C’est un soutien sans faille qu’apporte Mitch Bourbonnière aux Manitobains dans le besoin. Depuis plus de 40 ans, le récipiendaire de l’Ordre du Manitoba 2020 navigue entre plusieurs associations et organismes pour venir en aide aux plus démunis. Une mission qui a changé la vie de ce père de trois enfants.

Par Jonathan SEMAH

Itinérance, vulnérabilité, jeune à risque, santé mentale, toxicomanie ou encore violence familiale voici certains des sujets avec lesquels vit au quotidien Mitch Bourbonnière. C’est au plus près des difficultés que Mitch Bourbonnière travaille et donne son temps. Mais après des années d’activisme et de travail social, il voit encore en 2022 énormément de souffrances. 

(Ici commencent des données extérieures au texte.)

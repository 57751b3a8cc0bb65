//! Text-to-speech (TTS) processing

use secrecy::{ExposeSecret, SecretString};

use crate::{Error, Result};

/// TTS provider backend
#[derive(Clone, Copy, Debug, PartialEq, Eq)]
pub enum TtsProvider {
    OpenAi,
    ElevenLabs,
}

impl TtsProvider {
    /// Parse a provider name from configuration
    #[must_use]
    pub fn parse(name: &str) -> Option<Self> {
        match name.trim().to_ascii_lowercase().as_str() {
            "openai" => Some(Self::OpenAi),
            "elevenlabs" => Some(Self::ElevenLabs),
            _ => None,
        }
    }

    /// Model used when none is configured
    #[must_use]
    pub const fn default_model(self) -> &'static str {
        match self {
            Self::OpenAi => "tts-1",
            Self::ElevenLabs => "eleven_monolingual_v1",
        }
    }
}

/// Synthesizes speech from text
pub struct TextToSpeech {
    client: reqwest::Client,
    api_key: SecretString,
    voice: String,
    speed: f32,
    model: String,
    provider: TtsProvider,
}

impl TextToSpeech {
    /// Create a new TTS instance for the given provider
    ///
    /// # Errors
    ///
    /// Returns error if API key is missing
    pub fn new(
        provider: TtsProvider,
        api_key: Option<SecretString>,
        voice: String,
        speed: f32,
        model: String,
    ) -> Result<Self> {
        let api_key = api_key
            .filter(|k| !k.expose_secret().is_empty())
            .ok_or_else(|| {
                Error::Config(match provider {
                    TtsProvider::OpenAi => "OpenAI API key required for TTS".to_string(),
                    TtsProvider::ElevenLabs => "ElevenLabs API key required for TTS".to_string(),
                })
            })?;

        Ok(Self {
            client: reqwest::Client::new(),
            api_key,
            voice,
            // ElevenLabs doesn't use speed in the same way
            speed: if provider == TtsProvider::OpenAi { speed } else { 1.0 },
            model,
            provider,
        })
    }

    /// Synthesize text to speech
    ///
    /// # Returns
    ///
    /// Audio bytes (MP3 format)
    ///
    /// # Errors
    ///
    /// Returns error if synthesis fails
    pub async fn synthesize(&self, text: &str) -> Result<Vec<u8>> {
        match self.provider {
            TtsProvider::OpenAi => self.synthesize_openai(text).await,
            TtsProvider::ElevenLabs => self.synthesize_elevenlabs(text).await,
        }
    }

    async fn synthesize_openai(&self, text: &str) -> Result<Vec<u8>> {
        #[derive(serde::Serialize)]
        struct TtsRequest<'a> {
            model: &'a str,
            input: &'a str,
            voice: &'a str,
            speed: f32,
        }

        let request = TtsRequest {
            model: &self.model,
            input: text,
            voice: &self.voice,
            speed: self.speed,
        };

        let response = self
            .client
            .post("https://api.openai.com/v1/audio/speech")
            .bearer_auth(self.api_key.expose_secret())
            .json(&request)
            .send()
            .await?;

        if !response.status().is_success() {
            let status = response.status();
            let body = response.text().await.unwrap_or_default();
            return Err(Error::Tts(format!("OpenAI TTS error {status}: {body}")));
        }

        let audio = response.bytes().await?;
        tracing::debug!(bytes = audio.len(), "synthesized speech");
        Ok(audio.to_vec())
    }

    async fn synthesize_elevenlabs(&self, text: &str) -> Result<Vec<u8>> {
        #[derive(serde::Serialize)]
        struct ElevenLabsRequest<'a> {
            text: &'a str,
            model_id: &'a str,
        }

        let url = format!("https://api.elevenlabs.io/v1/text-to-speech/{}", self.voice);

        let request = ElevenLabsRequest {
            text,
            model_id: &self.model,
        };

        let response = self
            .client
            .post(&url)
            .header("xi-api-key", self.api_key.expose_secret())
            .json(&request)
            .send()
            .await?;

        if !response.status().is_success() {
            let status = response.status();
            let body = response.text().await.unwrap_or_default();
            return Err(Error::Tts(format!("ElevenLabs TTS error {status}: {body}")));
        }

        let audio = response.bytes().await?;
        tracing::debug!(bytes = audio.len(), "synthesized speech");
        Ok(audio.to_vec())
    }
}

#[cfg(test)]
mod tests {
    use super::*;

    #[test]
    fn test_provider_names() {
        assert_eq!(TtsProvider::parse("OpenAI"), Some(TtsProvider::OpenAi));
        assert_eq!(TtsProvider::parse("elevenlabs"), Some(TtsProvider::ElevenLabs));
        assert_eq!(TtsProvider::parse("espeak"), None);
    }

    #[test]
    fn test_empty_key_rejected() {
        let err = TextToSpeech::new(
            TtsProvider::OpenAi,
            Some(SecretString::from("")),
            "alloy".into(),
            1.0,
            "tts-1".into(),
        )
        .err()
        .unwrap();
        assert!(matches!(err, Error::Config(_)));
    }
}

« Non, je n’ai pas l’impression que les choses s’améliorent en ce moment. Au contraire, je crois qu’il y a de plus en plus de besoins. La COVID-19, l’économie, le prix de l’essence, l’inflation, tout a un impact multiplié sur des personnes déjà en difficulté. L’isolation, la santé mentale, la drogue, les overdoses, non, malheureusement, je n’ai pas beaucoup de bonnes nouvelles ces derniers temps. »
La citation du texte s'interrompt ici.